Nashville Station and Local Promise Neighborhood
Work Together to Help Close Digital Divide
In Nashville, public television has partnered with a local Promise Neighborhood, a project dedicated to revamping the community through education, access to technology, financial literacy and basic healthcare. Nashville Public Television (NPT) is one of three local PBS stations that are laying the groundwork for an ongoing partnership with the nation’s promise neighborhoods, which are funded by the U.S. Department of Education.
The Nashville Promise Neighborhood serves an area of the city that clearly faces the greatest need. It is separated by the Cumberland River from the bulk of downtown Nashville and includes the oldest and largest public housing development in the city. The area houses close to 10,000 people, 31 percent of which are children under the age of 18. Only 50 percent of the families have access to the Internet or a computer. In an effort to increase that number, the Martha O’Bryan Center—a key partner in the Promise Neighborhood—installed television portals with broadband access in 150 homes. The portal, along with a wireless keyboard, turned the family television into a computer.
“What they were doing fed into what we were doing when it came to trying to bridge the digital divide,” said JoAnn Scalf, the director of education at NPT.
NPT was able to provide the digital content for the families, from online games on PBS Kids and PBS Kids Lab to Ready To Learn apps downloaded with gift codes made available through the Mobile Learning Program. The station also provided parent workshops, back-to-school events and a kindergarten kick-off.
During one of NPT’s workshops, parents learned computer and Internet basics while their children were occupied playing with educational apps on the iPad. The skills learned by the parents will help them enormously in their everyday lives, including looking for jobs (99% of all U.S. jobs only accept online applications)
“This unique portal of information that was designed by and with our community would not have been successful if we had no opportunity to tell our families and show our parents and our students what’s available to them,” said Robin Veenstra-VanderWeele, Promise Neighborhood director at Martha O’Bryan Center.
The Martha O’Bryan Center, in Cayce Place of East Nashville, each year works with 6,000 children and adults living in poverty to supplement education, secure meaningful employment and create an outlet for fellowship. NPT, with Ready To Learn funding, bought iPads for the Center’s three pre-K classrooms (serving around 100 students) and the on-site library.
“Students and parents are fantastically excited about the content,” said Veenstra-VanderWeele.
NPT also worked with Metro Nashville Public Schools to bring three or four iPads into every one of the district’s 32 pre-K classrooms. Gift codes for free Ready To Learn apps, like Martha Speaks: Story Builder and All Aboard the Dinosaur Train: Camera Catch, were also distributed to these classrooms.
“They were very excited and the children just took to it very well. I think there were a lot of benefits there,” said Scalf. “The teachers and the care providers, before and after school, integrated the content into their programs and they felt like it had an impact on the achievement of the students.”

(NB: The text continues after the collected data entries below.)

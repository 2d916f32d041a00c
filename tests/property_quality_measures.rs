//! Property-based tests over the rule-quality measures and the view
//! algebra invariants listed in spec.md §8 ("Testable Properties").

use proptest::prelude::*;
use rule_induction::attribute::Attribute;
use rule_induction::condition::{ElementaryCondition, RelationalOperator};
use rule_induction::dataset::Dataset;
use rule_induction::measures::{evaluate_rule, QualityMeasure};
use rule_induction::rule::{Rule, RuleEvaluationResult};
use rule_induction::view::SetOfExamples;

/// The measures spec.md §8 names as monotone: a rule covering every
/// positive and no negative (`p = P, n = 0`) must score at least as well
/// as any other `(p', n')`.
fn monotone_measures() -> [QualityMeasure; 7] {
    [
        QualityMeasure::Precision,
        QualityMeasure::Coverage,
        QualityMeasure::Rss,
        QualityMeasure::TwoMeasure,
        QualityMeasure::Lift,
        QualityMeasure::SBayesConfirmation,
        QualityMeasure::Correlation,
    ]
}

proptest! {
    #[test]
    fn perfect_rule_maximizes_every_monotone_measure(
        p_total in 1u32..80,
        n_total in 1u32..80,
        p_raw in 0u32..80,
        n_raw in 0u32..80,
    ) {
        let p_total = f64::from(p_total);
        let n_total = f64::from(n_total);
        let p = f64::from(p_raw).min(p_total);
        let n = f64::from(n_raw).min(n_total);
        prop_assume!(!(p == p_total && n == 0.0));

        let perfect = RuleEvaluationResult::new(p_total, p_total, n_total, 0.0);
        let other = RuleEvaluationResult::new(p_total, p, n_total, n);

        for measure in monotone_measures() {
            let perfect_quality = measure.evaluate(perfect);
            let other_quality = measure.evaluate(other);
            prop_assert!(
                perfect_quality + 1e-9 >= other_quality,
                "{measure:?}: perfect rule scored {perfect_quality} but (p={p}, n={n}) scored {other_quality}"
            );
        }
    }
}

fn two_class_dataset(values: &[(f64, u8)]) -> Dataset {
    let mut dataset = Dataset::new(
        "property-test",
        Attribute::nominal("class", vec!["neg".to_string(), "pos".to_string()]),
    );
    let xs: Vec<f64> = values.iter().map(|&(x, _)| x).collect();
    let decisions: Vec<f64> = values.iter().map(|&(_, d)| f64::from(d)).collect();
    dataset.add_attribute(xs, Attribute::numerical("x1")).unwrap();
    dataset.add_decision(decisions).unwrap();
    dataset
}

proptest! {
    /// `evaluateRule(V1 ⊎ V2, r) = evaluateRule(V1, r) + evaluateRule(V2, r)`
    /// componentwise, for any partition of a view into disjoint subsets.
    #[test]
    fn evaluate_rule_is_additive_over_a_partition(
        values in prop::collection::vec((-50.0f64..50.0, 0u8..2), 4..60),
        threshold in -50.0f64..50.0,
    ) {
        let dataset = two_class_dataset(&values);
        let mut rule = Rule::new(1.0);
        rule.add_condition(ElementaryCondition::new(0, RelationalOperator::GreaterEqual, threshold));

        let (even, odd): (Vec<usize>, Vec<usize>) =
            (0..dataset.num_examples()).partition(|i| i % 2 == 0);
        let v1 = SetOfExamples::from_indices(&dataset, even);
        let v2 = SetOfExamples::from_indices(&dataset, odd);
        let whole = SetOfExamples::whole(&dataset);

        let combined = evaluate_rule(&v1, &rule) + evaluate_rule(&v2, &rule);
        let direct = evaluate_rule(&whole, &rule);

        prop_assert!((combined.p_total - direct.p_total).abs() < 1e-9);
        prop_assert!((combined.p - direct.p).abs() < 1e-9);
        prop_assert!((combined.n_total - direct.n_total).abs() < 1e-9);
        prop_assert!((combined.n - direct.n).abs() < 1e-9);
    }
}

proptest! {
    /// `View - View = ∅`; `(A - B) ∩ B = ∅`; the result does not depend on
    /// the order indices were supplied in.
    #[test]
    fn view_difference_invariants(
        indices_a in prop::collection::vec(0usize..30, 0..25),
        indices_b in prop::collection::vec(0usize..30, 0..25),
    ) {
        let values: Vec<(f64, u8)> = (0..30).map(|i| (i as f64, (i % 2) as u8)).collect();
        let dataset = two_class_dataset(&values);
        let whole = SetOfExamples::whole(&dataset);

        prop_assert!(whole.difference(&whole).is_empty());

        let a = SetOfExamples::from_indices(&dataset, indices_a.clone());
        let b = SetOfExamples::from_indices(&dataset, indices_b.clone());
        let a_minus_b = a.difference(&b);
        for idx in a_minus_b.indices() {
            prop_assert!(!indices_b.contains(idx));
        }

        // Order independence: shuffling the inputs before differencing
        // produces the same set (as a sorted sequence).
        let mut reversed_a = indices_a.clone();
        reversed_a.reverse();
        let a_rev = SetOfExamples::from_indices(&dataset, reversed_a);
        let mut first: Vec<usize> = a.difference(&b).indices().to_vec();
        let mut second: Vec<usize> = a_rev.difference(&b).indices().to_vec();
        first.sort_unstable();
        second.sort_unstable();
        prop_assert_eq!(first, second);
    }
}

proptest! {
    /// Round-tripping a rule through its textual form reconstructs an
    /// equal rule (modulo the `in [ ; )` numeric-range canonicalization,
    /// which this generator avoids by using at most one condition per
    /// attribute).
    #[test]
    fn rule_text_round_trips(
        threshold in -20.0f64..20.0,
        use_less_than in any::<bool>(),
        class_is_pos in any::<bool>(),
    ) {
        let dataset = two_class_dataset(&[(0.0, 0), (1.0, 1), (2.0, 0), (3.0, 1)]);
        let mut rule = Rule::new(if class_is_pos { 1.0 } else { 0.0 });
        let operator = if use_less_than {
            RelationalOperator::LessThan
        } else {
            RelationalOperator::GreaterEqual
        };
        rule.add_condition(ElementaryCondition::new(0, operator, threshold));

        let text = rule.to_string(&dataset);
        let parsed = Rule::parse(&dataset, &text).unwrap();
        prop_assert_eq!(parsed, rule);
    }
}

In its partnership, NPT was able to expand the mission of the Promise Neighborhood—which had been planned around kindergarten through eighth-grade education—to include early childhood education with the PBS Kids and Ready To Learn resources.
“It allowed us to dramatically expand and re-envision our project to include cohorts of families whose primary reason for joining the project was early education,” said Veenstra-VanderWeele.
It’s an impact that has been witnessed by NPT, the staff at Martha O’Bryan Center, the teachers in Metro Nashville Public Schools and the parents of these children—Pre-K through eighth grade.
A mother from Somalia, who has six children—two in high school, two in middle school, one in grade school and one in Pre-K—left a voicemail for Veenstra-VanderWeele that summed up the impact, and the success, of a start to a close of the digital divide in this East Nashville community.
“Miss Robin, I need you to know that in one weekend that we’ve had the opportunity to use this equipment (the television portal and PBS content), my children and I have learned more English and more about how to read than we have in the entire six years that we’ve lived in the United States,” said the mother.